A simplified view of the Ensemble MCU memory topology is shown in Figure 3. The upper half represents the real-time section, with very fast Tightly Coupled Memory (TCM) connected to the CPU and NPU cores. For fast (low latency) inferences, these TCM SRAM memories must be sufficiently large to hold the ML model’s tensor arena. 

 

The Ensemble MCUs’ internal memory topology

Figure 3. The Ensemble MCUs’ internal memory topology

 

The lower half of the diagram shows other memories distributed about the system, and connected by a common high-speed bus. A large bulk SRAM is required to hold sensor data, such as the input from a camera and microphones, and a large non-volatile memory contains the ML model itself plus application code. When large on-chip memories are distributed this way to minimize competing bus traffic, then concurrent memory transactions flourish, bottlenecks are cleared, memory access times are minimized, and power consumption is compatible with the use of a small battery.

Keep in mind that within embedded ML systems, a large portion of the energy consumed to generate an inference comes from moving data from place to place.

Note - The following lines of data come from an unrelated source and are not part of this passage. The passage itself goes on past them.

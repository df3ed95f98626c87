//! Building the merge result for each merge style inside a workspace
//!
//! Every function leaves the result on the local `base` branch with HEAD
//! pointing at it, ready to be pushed.

use std::path::Path;

use tracing::debug;

use crate::error::{MergeError, Result};
use crate::git::env::CommitSigning;
use crate::git::tree::{commit_tree, rev_parse, three_way_merge, update_ref};
use crate::git::{GitCommand, GitRunner, TrialMerge};
use crate::models::MergeStyle;
use crate::pull::prepare::{Prepared, BASE, STAGING, TRACKING};

/// Tree of merging `tracking` into `base`, or the typed conflict.
fn merged_tree(git: &dyn GitRunner, prepared: &Prepared, style: MergeStyle) -> Result<String> {
    match three_way_merge(git, prepared.dir(), prepared.ws.scratch(), BASE, TRACKING)? {
        TrialMerge::Clean { tree, .. } => Ok(tree),
        TrialMerge::Conflict { files, .. } => Err(MergeError::Conflict { style, files }),
        TrialMerge::Unrelated => Err(MergeError::UnrelatedHistories),
    }
}

fn advance_base(git: &dyn GitRunner, dir: &Path, commit: &str) -> Result<()> {
    update_ref(git, dir, &format!("refs/heads/{BASE}"), commit)
}

/// Two-parent merge commit `(base, head)`.
pub(crate) fn merge_commit(
    git: &dyn GitRunner,
    prepared: &Prepared,
    message: &str,
    signing: &CommitSigning,
    env: Vec<(String, String)>,
) -> Result<String> {
    let tree = merged_tree(git, prepared, MergeStyle::Merge)?;
    let commit = commit_tree(
        git,
        prepared.dir(),
        &tree,
        &[prepared.base_commit.as_str(), prepared.head_commit.as_str()],
        message,
        signing,
        env,
    )?;
    advance_base(git, prepared.dir(), &commit)?;
    Ok(commit)
}

/// Single commit on top of base with the merged tree.
pub(crate) fn squash_commit(
    git: &dyn GitRunner,
    prepared: &Prepared,
    message: &str,
    signing: &CommitSigning,
    env: Vec<(String, String)>,
) -> Result<String> {
    let tree = merged_tree(git, prepared, MergeStyle::Squash)?;
    let commit = commit_tree(
        git,
        prepared.dir(),
        &tree,
        &[prepared.base_commit.as_str()],
        message,
        signing,
        env,
    )?;
    advance_base(git, prepared.dir(), &commit)?;
    Ok(commit)
}

/// Files git reports as unmerged after a stopped rebase.
fn unmerged_files(git: &dyn GitRunner, dir: &Path) -> Vec<String> {
    git.checked_output(
        &GitCommand::new("diff")
            .args(["-z", "--name-only", "--diff-filter=U"])
            .dir(dir),
    )
    .map(|o| o.nul_fields())
    .unwrap_or_default()
}

/// Replay `start` onto `upstream` on the staging branch.
///
/// A rebase that stops on a conflict is aborted and reported as
/// [`MergeError::RebaseConflict`] naming the commit that failed to apply.
pub(crate) fn rebase_onto(
    git: &dyn GitRunner,
    prepared: &Prepared,
    start: &str,
    upstream: &str,
    signing: &CommitSigning,
    env: &[(String, String)],
) -> Result<String> {
    let dir = prepared.dir();
    git.checked(
        &GitCommand::new("checkout")
            .args(["-q", "-f", "-B", STAGING, start])
            .dir(dir),
    )?;

    let cmd = GitCommand::new("rebase")
        .arg("-q")
        .arg(signing.arg())
        .arg(upstream)
        .envs(env.iter().cloned())
        .dir(dir);
    let output = git.output(&cmd)?;
    if !output.success() {
        let in_progress = prepared.ws.git_path("rebase-merge").exists()
            || prepared.ws.git_path("rebase-apply").exists();
        if !in_progress {
            return Err(output.into_error(&cmd, upstream));
        }
        let files = unmerged_files(git, dir);
        let commit = rev_parse(git, dir, "REBASE_HEAD").unwrap_or_default();
        if !git.succeeds(&GitCommand::new("rebase").arg("--abort").dir(dir)) {
            debug!("rebase --abort failed after conflict");
        }
        return Err(MergeError::RebaseConflict { commit, files });
    }
    rev_parse(git, dir, STAGING)
}

/// Rebase head onto base, then fast-forward (`Rebase`) or merge with
/// `--no-ff` (`RebaseMerge`).
pub(crate) fn rebase_and_land(
    git: &dyn GitRunner,
    prepared: &Prepared,
    style: MergeStyle,
    message: &str,
    signing: &CommitSigning,
    env: Vec<(String, String)>,
) -> Result<String> {
    let dir = prepared.dir();
    rebase_onto(git, prepared, TRACKING, BASE, signing, &env)?;

    git.checked(&GitCommand::new("checkout").args(["-q", "-f", BASE]).dir(dir))?;
    let cmd = match style {
        MergeStyle::RebaseMerge => GitCommand::new("merge")
            .args(["-q", "--no-ff"])
            .arg(signing.arg())
            .args(["-m", message, STAGING]),
        _ => GitCommand::new("merge").args(["-q", "--ff-only", STAGING]),
    };
    git.checked(&cmd.envs(env).dir(dir))?;
    rev_parse(git, dir, "HEAD")
}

In systems that have under-sized memories with poor memory topology, the energy consumed just to move the data back and forth can exceed that consumed by CPU and NPU processing functions. 

Further, if spillover data or code requirements force the use of an external off-chip memory, then energy requirements can increase by an order of magnitude, and also expose sensitive code and ML model IP to a potential security breach. 

 

2- Maximizing Battery Life

Alif recognized early on that the concentration of local ML capability at the endpoint will skyrocket in the very near future while at the same time the physical size of these products will rapidly shrink, especially for wearables. Smart glasses, fitness rings, and hearing enhancers are examples of AI-enabled wearable devices for which market demand is expected to grow dramatically. All need to be powered by a smaller battery.

Alif’s approach to stretching battery life took several forms. Two examples are:

  • Partitioning the system so that a low-power portion of the chip can be always-on. This always-on segment offers robust compute capability, enabling it to selectively wake a much higher performance portion of the chip to execute heavy workloads then return to sleep
  • The power management system dynamically powers on only portions of the chip that are needed and shuts them off when not.

Many Ensemble MCUs have two pairs of Cortex-M55+Ethos-U55 cores as shown in Figure 4:

  • One in the High-Efficiency region of the chip built on low-leakage transistors that can be always-on operating at up to 160 MHz
  • The other pair in the High-Performance region operating at up to 400 MHz. 

 

 Ensemble E3 MCU block diagram showing the High-Efficiency and High-Performance regions of the chip

Figure 4. Ensemble E3 MCU block diagram showing the High-Efficiency and High-Performance regions of the chip

 

To picture the advantage this brings, think of a smart occupancy camera that continuously scans a room at a low frame rate using the High-Efficiency pair to classify a valid event (such as a human falling to the floor, or a specific gesture) which wakes the High-Performance pair to identify a person or persons, check for blocked exits, dial for help, and so on. 

In this case the camera can be intelligently vigilant, produce less false positives, and extend battery life. Similar uses for these two pairs of CPU+NPU cores can be applied just as relevantly to the classification of sounds, voices, words, OCR text, vibrations, and sensor data in many varied applications.

All Ensemble MCUs also employ Alif’s aiPM (autonomous intelligent Power Management) technology to manipulate in real time up to 12 individual power domains in the chip as needed to match the use case being executed.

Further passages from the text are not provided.